Abrir as portas do comércio todos os dias virou um exercício de pura teimosia. A sequência de grandes redes do varejo pedindo recuperação judicial não surpreende quem vive a realidade do balcão. O que estamos vendo é o resultado de uma asfixia que começa na política econômica de Brasília e termina na porta da loja, com a omissão da prefeitura.
Em nível nacional, o cerco é total. A carga de impostos não dá trégua, o crédito continua caro demais para quem precisa de capital de giro e o consumidor está com a corda no pescoço. São mais de 70% das famílias endividadas, sem margem para comprar. Para piorar, a febre das apostas online passou a drenar parte relevante do salário do trabalhador, tirando o dinheiro que antes girava na farmácia, na sapataria e na loja de roupas da esquina.
Mas se a macroeconomia castiga, a gestão municipal dá o empurrão final para o abismo. O empresário cumpre todas as regras, paga IPTU e taxas abusivas, mas quando olha para a calçada encontra um cenário de guerra. As ruas de Campo Grande estão tomadas por buracos e sujeira. O centro, que deveria ser o cartão de visitas e o maior shopping a céu aberto da nossa capital, foi entregue ao abandono. Convivemos diariamente com a falta de segurança, dependentes químicos sem atendimento adequado e pessoas em situação de rua sem qualquer acolhimento efetivo.

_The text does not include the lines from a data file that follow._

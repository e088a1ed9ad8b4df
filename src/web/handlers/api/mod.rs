//! API 处理器

pub mod cache;
pub mod system;
pub mod translation;

pub use cache::*;
pub use system::*;
pub use translation::*;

Para completar o absurdo, ferros-velhos funcionam livremente 24 horas por dia sem uma fiscalização rigorosa, alimentando a receptação de fiação, hidrômetros e tampas de bueiro que são arrancados das empresas toda semana.
O cliente simplesmente não vai a um lugar onde sente medo de andar. Quando a cidade afasta as pessoas, o comércio morre e as placas de “aluga-se” tomam conta das fachadas.
O varejo é o setor que mais emprega e mais sustenta este município. Não estamos pedindo favores, queremos o básico: zeladoria, ordem, segurança e respeito a quem trabalha. Do jeito que está, a conta ficou pesada demais para o lojista carregar sozinho.